(INFORMATION PROVIDED begins)

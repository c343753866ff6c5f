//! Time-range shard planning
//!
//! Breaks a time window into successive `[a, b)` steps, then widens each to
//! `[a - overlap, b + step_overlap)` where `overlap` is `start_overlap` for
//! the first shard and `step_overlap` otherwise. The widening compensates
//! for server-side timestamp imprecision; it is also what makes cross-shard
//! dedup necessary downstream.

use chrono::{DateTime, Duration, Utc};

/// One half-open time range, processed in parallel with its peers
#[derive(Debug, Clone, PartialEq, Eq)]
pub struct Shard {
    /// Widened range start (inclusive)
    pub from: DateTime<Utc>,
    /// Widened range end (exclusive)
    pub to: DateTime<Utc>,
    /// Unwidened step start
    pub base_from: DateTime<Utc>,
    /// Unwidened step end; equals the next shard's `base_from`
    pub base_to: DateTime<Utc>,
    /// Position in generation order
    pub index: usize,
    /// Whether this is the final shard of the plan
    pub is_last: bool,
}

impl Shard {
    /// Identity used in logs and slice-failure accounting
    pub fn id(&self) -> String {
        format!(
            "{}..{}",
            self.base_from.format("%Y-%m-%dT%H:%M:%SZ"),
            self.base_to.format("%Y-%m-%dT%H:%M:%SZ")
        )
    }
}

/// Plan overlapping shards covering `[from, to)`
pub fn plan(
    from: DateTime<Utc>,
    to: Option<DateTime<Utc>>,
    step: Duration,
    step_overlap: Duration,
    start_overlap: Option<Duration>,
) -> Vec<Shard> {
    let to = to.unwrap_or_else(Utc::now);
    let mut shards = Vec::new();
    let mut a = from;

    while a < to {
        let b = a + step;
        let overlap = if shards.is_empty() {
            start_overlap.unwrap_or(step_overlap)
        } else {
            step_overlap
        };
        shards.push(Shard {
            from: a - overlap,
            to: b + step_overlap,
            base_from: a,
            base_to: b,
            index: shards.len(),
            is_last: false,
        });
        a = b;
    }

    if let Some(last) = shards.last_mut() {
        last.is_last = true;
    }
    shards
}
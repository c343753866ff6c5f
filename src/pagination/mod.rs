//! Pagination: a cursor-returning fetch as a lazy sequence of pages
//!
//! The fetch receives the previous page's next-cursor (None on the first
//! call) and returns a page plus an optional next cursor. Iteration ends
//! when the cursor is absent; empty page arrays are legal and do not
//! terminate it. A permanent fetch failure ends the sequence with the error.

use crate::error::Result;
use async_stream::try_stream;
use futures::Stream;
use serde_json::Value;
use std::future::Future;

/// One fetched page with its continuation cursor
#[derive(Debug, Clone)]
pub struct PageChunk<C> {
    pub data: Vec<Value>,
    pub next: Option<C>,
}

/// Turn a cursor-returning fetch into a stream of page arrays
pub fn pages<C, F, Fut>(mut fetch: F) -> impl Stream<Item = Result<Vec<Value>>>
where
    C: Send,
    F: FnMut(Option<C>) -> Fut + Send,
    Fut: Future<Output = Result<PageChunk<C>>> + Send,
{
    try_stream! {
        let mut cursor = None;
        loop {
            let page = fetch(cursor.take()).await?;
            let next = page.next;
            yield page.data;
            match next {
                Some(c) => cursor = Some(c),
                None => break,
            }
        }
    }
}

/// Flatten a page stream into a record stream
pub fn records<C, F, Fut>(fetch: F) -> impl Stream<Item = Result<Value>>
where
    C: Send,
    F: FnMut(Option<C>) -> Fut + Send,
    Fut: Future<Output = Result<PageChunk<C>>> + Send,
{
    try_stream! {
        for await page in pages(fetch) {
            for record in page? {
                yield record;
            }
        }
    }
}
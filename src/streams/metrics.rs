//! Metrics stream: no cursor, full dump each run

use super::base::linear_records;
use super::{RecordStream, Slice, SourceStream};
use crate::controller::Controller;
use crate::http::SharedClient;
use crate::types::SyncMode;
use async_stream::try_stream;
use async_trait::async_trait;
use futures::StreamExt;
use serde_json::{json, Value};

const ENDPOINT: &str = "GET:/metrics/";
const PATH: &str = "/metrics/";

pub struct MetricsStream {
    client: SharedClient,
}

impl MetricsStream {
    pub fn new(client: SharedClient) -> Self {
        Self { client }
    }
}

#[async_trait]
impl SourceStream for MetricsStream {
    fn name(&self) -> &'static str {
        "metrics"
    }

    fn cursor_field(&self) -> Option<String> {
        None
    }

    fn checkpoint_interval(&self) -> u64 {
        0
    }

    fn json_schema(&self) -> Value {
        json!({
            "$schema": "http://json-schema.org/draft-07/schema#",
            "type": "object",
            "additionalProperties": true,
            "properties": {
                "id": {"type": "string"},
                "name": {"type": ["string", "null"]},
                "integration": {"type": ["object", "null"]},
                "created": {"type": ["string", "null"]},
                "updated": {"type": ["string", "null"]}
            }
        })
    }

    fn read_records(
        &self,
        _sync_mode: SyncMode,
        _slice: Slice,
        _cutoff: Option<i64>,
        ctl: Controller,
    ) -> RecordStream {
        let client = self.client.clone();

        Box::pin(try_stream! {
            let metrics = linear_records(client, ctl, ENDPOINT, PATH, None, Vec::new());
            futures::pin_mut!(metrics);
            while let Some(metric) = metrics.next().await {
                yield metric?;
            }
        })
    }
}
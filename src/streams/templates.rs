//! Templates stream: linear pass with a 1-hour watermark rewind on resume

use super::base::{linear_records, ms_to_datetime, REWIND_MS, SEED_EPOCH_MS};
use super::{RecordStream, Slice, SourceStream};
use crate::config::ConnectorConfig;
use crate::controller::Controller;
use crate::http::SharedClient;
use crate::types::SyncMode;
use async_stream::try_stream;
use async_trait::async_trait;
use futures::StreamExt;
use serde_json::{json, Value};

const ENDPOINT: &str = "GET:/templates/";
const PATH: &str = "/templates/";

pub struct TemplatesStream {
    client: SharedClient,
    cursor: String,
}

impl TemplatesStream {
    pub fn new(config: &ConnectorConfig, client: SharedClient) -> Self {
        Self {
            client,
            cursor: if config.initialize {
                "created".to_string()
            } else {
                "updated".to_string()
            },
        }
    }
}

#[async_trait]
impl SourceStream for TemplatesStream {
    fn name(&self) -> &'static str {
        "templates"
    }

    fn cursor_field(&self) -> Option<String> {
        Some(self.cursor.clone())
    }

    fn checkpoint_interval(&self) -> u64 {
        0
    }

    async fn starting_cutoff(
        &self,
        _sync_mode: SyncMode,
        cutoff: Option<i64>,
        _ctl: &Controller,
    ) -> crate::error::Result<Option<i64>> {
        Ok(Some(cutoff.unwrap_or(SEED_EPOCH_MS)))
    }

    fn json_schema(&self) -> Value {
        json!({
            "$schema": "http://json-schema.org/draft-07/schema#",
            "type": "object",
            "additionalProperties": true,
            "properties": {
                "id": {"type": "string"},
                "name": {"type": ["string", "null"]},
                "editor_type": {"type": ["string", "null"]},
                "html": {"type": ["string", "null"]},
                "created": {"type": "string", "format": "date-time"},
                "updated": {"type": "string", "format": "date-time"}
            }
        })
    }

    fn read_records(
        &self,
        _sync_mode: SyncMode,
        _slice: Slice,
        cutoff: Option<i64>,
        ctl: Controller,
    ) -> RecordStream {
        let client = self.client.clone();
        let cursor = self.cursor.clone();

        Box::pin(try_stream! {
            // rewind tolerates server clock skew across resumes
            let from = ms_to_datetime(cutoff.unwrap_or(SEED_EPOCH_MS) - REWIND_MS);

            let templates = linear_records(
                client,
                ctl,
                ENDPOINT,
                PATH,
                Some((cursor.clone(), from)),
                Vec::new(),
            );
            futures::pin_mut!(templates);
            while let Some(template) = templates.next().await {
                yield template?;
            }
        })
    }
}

(INFORMATION PROVIDED ends)
(INFORMATION PROVIDED begins)

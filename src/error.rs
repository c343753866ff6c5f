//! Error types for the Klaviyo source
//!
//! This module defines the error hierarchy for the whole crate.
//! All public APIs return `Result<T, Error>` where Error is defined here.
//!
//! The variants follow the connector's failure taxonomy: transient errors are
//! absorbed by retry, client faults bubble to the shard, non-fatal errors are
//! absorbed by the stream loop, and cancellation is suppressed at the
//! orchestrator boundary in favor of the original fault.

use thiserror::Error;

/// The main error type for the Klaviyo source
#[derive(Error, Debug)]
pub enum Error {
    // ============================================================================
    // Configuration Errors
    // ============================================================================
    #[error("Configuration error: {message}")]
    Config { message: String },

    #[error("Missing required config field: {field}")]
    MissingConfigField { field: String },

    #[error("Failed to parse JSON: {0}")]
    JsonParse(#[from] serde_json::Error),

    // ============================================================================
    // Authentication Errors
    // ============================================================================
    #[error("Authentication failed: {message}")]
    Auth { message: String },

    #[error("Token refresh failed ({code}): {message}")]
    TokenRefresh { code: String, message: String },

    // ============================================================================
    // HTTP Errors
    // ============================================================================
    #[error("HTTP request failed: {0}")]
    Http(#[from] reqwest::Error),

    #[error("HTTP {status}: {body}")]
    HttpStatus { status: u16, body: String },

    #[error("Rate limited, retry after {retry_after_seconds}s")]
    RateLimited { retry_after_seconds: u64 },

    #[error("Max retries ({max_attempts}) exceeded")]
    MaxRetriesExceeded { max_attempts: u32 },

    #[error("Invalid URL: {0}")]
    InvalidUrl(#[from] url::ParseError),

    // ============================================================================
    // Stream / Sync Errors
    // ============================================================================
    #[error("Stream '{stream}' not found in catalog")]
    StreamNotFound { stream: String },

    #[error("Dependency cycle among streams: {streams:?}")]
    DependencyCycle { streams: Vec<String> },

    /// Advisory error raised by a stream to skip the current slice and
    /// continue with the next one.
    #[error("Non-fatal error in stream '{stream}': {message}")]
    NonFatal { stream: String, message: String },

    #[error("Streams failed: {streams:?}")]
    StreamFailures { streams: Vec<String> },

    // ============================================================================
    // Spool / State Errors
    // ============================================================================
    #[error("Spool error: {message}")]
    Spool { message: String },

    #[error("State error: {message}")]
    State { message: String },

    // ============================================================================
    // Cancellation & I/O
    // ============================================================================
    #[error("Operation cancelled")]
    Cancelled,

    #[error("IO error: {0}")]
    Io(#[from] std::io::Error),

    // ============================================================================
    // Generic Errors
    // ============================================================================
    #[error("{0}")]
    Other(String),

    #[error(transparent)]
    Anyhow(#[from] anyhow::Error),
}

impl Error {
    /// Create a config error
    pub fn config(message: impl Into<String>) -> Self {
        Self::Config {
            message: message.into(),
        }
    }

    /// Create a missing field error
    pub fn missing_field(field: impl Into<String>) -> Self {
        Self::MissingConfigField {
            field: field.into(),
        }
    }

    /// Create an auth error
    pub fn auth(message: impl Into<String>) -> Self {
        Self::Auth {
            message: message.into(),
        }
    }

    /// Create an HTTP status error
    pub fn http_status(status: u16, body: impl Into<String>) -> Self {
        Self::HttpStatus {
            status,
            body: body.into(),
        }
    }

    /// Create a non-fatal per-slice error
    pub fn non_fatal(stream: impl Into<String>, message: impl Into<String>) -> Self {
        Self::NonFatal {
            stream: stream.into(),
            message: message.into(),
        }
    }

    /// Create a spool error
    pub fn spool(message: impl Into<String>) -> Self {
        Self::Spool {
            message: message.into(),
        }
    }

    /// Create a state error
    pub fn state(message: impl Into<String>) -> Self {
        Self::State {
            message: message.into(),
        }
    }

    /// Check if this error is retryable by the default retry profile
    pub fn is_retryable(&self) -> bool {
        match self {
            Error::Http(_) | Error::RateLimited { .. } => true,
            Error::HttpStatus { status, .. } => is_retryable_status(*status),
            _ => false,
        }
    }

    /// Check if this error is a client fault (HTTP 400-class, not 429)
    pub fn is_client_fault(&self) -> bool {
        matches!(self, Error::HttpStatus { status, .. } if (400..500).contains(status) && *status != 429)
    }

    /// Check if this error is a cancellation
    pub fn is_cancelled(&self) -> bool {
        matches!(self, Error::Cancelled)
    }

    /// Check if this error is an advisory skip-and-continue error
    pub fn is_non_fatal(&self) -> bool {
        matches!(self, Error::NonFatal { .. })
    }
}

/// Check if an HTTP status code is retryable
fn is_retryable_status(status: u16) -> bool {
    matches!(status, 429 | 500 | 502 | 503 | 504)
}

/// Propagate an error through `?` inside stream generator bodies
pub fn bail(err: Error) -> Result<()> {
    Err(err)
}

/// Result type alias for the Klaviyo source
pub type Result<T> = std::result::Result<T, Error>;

(INFORMATION PROVIDED ends)

▶ _YOUR INSTRUCTIONS_:
Say, as a number only, how many lines of the data contain "crate".

▶ _ANSWER SPACE_:
10